Stored data
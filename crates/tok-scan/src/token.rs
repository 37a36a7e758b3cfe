//! Token type definitions.
//!
//! A token is a classified, positioned run of characters. The same `Token`
//! record is shared by the scanning core and every consumer; the `Display`
//! impls fix the `KIND{text}` rendering used by the driver and the tests.

use std::fmt;

/// Classification of a scanned token.
///
/// The five classes are mutually exclusive and exhaustive: every
/// non-whitespace character in the input belongs to exactly one of them.
#[derive(Debug, Clone, Copy, PartialEq, Eq, Hash)]
pub enum TokenKind {
    /// A quoted string literal, single or double quoted.
    String,
    /// A `//` comment running to the end of the line.
    LineComment,
    /// A `/* ... */` comment, possibly spanning multiple lines.
    BlockComment,
    /// A literal match against the configured operator list.
    Operator,
    /// The catch-all class: any run of characters not classified above.
    Identifier,
}

impl TokenKind {
    /// Returns the upper-cased label used in the `KIND{text}` rendering.
    pub fn label(self) -> &'static str {
        match self {
            TokenKind::String => "STRING",
            TokenKind::LineComment => "COMMENT",
            TokenKind::BlockComment => "MULTILINE COMMENT",
            TokenKind::Operator => "OPERATOR",
            TokenKind::Identifier => "IDENTIFIER",
        }
    }
}

/// A single token produced by scanning.
///
/// `text` holds the characters belonging to the token, excluding the
/// delimiters that only mark boundaries (quotes, `//`, `/* */`). `line` and
/// `column` are the 1-based position of the token's first character,
/// recorded at the moment scanning of the token began.
#[derive(Debug, Clone, PartialEq, Eq)]
pub struct Token {
    /// The token's lexical class.
    pub kind: TokenKind,
    /// The token's content, without boundary delimiters.
    pub text: String,
    /// 1-based line of the token's first character.
    pub line: u32,
    /// 1-based column of the token's first character.
    pub column: u32,
}

impl Token {
    /// Creates a new token.
    pub fn new(kind: TokenKind, text: impl Into<String>, line: u32, column: u32) -> Self {
        Self {
            kind,
            text: text.into(),
            line,
            column,
        }
    }
}

impl fmt::Display for Token {
    fn fmt(&self, f: &mut fmt::Formatter<'_>) -> fmt::Result {
        write!(f, "{}{{{}}}", self.kind.label(), self.text)
    }
}

/// An ordered, append-only collection of tokens.
///
/// Insertion order is scan order; no token is removed or mutated after being
/// appended. A stream is created empty at the start of a tokenize call,
/// populated by the dispatch loop, and handed to the caller as the result.
#[derive(Debug, Clone, Default, PartialEq, Eq)]
pub struct TokenStream {
    tokens: Vec<Token>,
}

impl TokenStream {
    /// Creates an empty token stream.
    pub fn new() -> Self {
        Self::default()
    }

    /// Appends a token to the stream.
    pub fn push(&mut self, token: Token) {
        self.tokens.push(token);
    }

    /// Returns the number of tokens in the stream.
    pub fn len(&self) -> usize {
        self.tokens.len()
    }

    /// Returns true if the stream contains no tokens.
    pub fn is_empty(&self) -> bool {
        self.tokens.is_empty()
    }

    /// Returns an iterator over the tokens in scan order.
    pub fn iter(&self) -> std::slice::Iter<'_, Token> {
        self.tokens.iter()
    }

    /// Returns the tokens as a slice.
    pub fn as_slice(&self) -> &[Token] {
        &self.tokens
    }
}

impl fmt::Display for TokenStream {
    fn fmt(&self, f: &mut fmt::Formatter<'_>) -> fmt::Result {
        for token in &self.tokens {
            writeln!(f, "{}", token)?;
        }
        Ok(())
    }
}

impl IntoIterator for TokenStream {
    type Item = Token;
    type IntoIter = std::vec::IntoIter<Token>;

    fn into_iter(self) -> Self::IntoIter {
        self.tokens.into_iter()
    }
}

impl<'a> IntoIterator for &'a TokenStream {
    type Item = &'a Token;
    type IntoIter = std::slice::Iter<'a, Token>;

    fn into_iter(self) -> Self::IntoIter {
        self.tokens.iter()
    }
}
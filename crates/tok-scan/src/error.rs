//! Error types for the scanning engine.
//!
//! Every failure aborts the tokenize call immediately and carries the
//! line/column context of the construct that caused it. There is no
//! resynchronization or recovery mode.

use thiserror::Error;

/// Error type for scanning operations.
#[derive(Debug, Error, Clone, PartialEq, Eq)]
pub enum ScanError {
    /// A string literal's opening quote is never matched before the buffer
    /// ends. Positioned at the opening quote.
    #[error("unterminated string literal starting at line {line}, column {column}")]
    UnterminatedString { line: u32, column: u32 },

    /// A `/*` is never matched with a `*/` before the buffer ends.
    /// Positioned at the opening delimiter.
    #[error("unterminated block comment starting at line {line}, column {column}")]
    UnterminatedBlockComment { line: u32, column: u32 },

    /// A character was flagged as operator-starting but no configured
    /// operator literal matches at that position. Only reachable with
    /// multi-character operators; indicates an inconsistent operator list.
    #[error("no configured operator matches '{found}' at line {line}, column {column}")]
    NoOperatorMatch { found: char, line: u32, column: u32 },
}

/// Result type alias for scanning operations.
pub type ScanResult<T> = std::result::Result<T, ScanError>;
//! tok-scan - Classifying Tokenizer for Raw Source Text
//!
//! This crate converts raw source text into a flat stream of classified
//! tokens: strings, line comments, block comments, operators, and generic
//! identifiers, each tagged with the 1-based line and column where it begins.
//!
//! # Overview
//!
//! The scanner is a stateful cursor over an in-memory character buffer. A
//! dispatch loop inspects the current character (plus one character of
//! lookahead where needed) and delegates to one of four sub-scanners. The
//! whole input is scanned in one call; there is no streaming mode.
//!
//! # Example Usage
//!
//! ```
//! use tok_scan::{Scanner, TokenKind};
//!
//! let mut scanner = Scanner::new("x = \"hi\"; // done");
//! let tokens = scanner.tokenize().unwrap();
//!
//! let kinds: Vec<_> = tokens.iter().map(|t| t.kind).collect();
//! assert_eq!(
//!     kinds,
//!     vec![
//!         TokenKind::Identifier,
//!         TokenKind::Operator,
//!         TokenKind::String,
//!         TokenKind::Operator,
//!         TokenKind::LineComment,
//!     ]
//! );
//! ```
//!
//! # Module Structure
//!
//! - [`token`] - Token, token kind, and token stream definitions
//! - [`scanner`] - Scanner implementation (dispatch loop and sub-scanners)
//! - [`cursor`] - Character cursor for source traversal
//! - [`error`] - Typed scan failures
//!
//! # Token Categories
//!
//! - **String**: single or double quoted, may span multiple lines; the
//!   terminator must match the opening quote.
//! - **Line comment**: `//` to end of line.
//! - **Block comment**: `/*` to the matching `*/`, may span multiple lines.
//! - **Operator**: literal match against a configured ordered list,
//!   defaulting to `=  { } ; . [ ] ( )`.
//! - **Identifier**: everything else, split at whitespace and
//!   operator-starting characters.

#![warn(missing_docs)]
#![warn(rustdoc::missing_crate_level_docs)]

pub mod cursor;
pub mod error;
pub mod scanner;
pub mod token;

#[cfg(test)]
mod edge_cases;

// Re-export main types for convenience
pub use cursor::Cursor;
pub use error::{ScanError, ScanResult};
pub use scanner::Scanner;
pub use token::{Token, TokenKind, TokenStream};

--- Task prompt ---
Every line that contains the string "definitions" should be returned from the data.

--- Task result ---
//! Token type definitions.
//! - [`token`] - Token, token kind, and token stream definitions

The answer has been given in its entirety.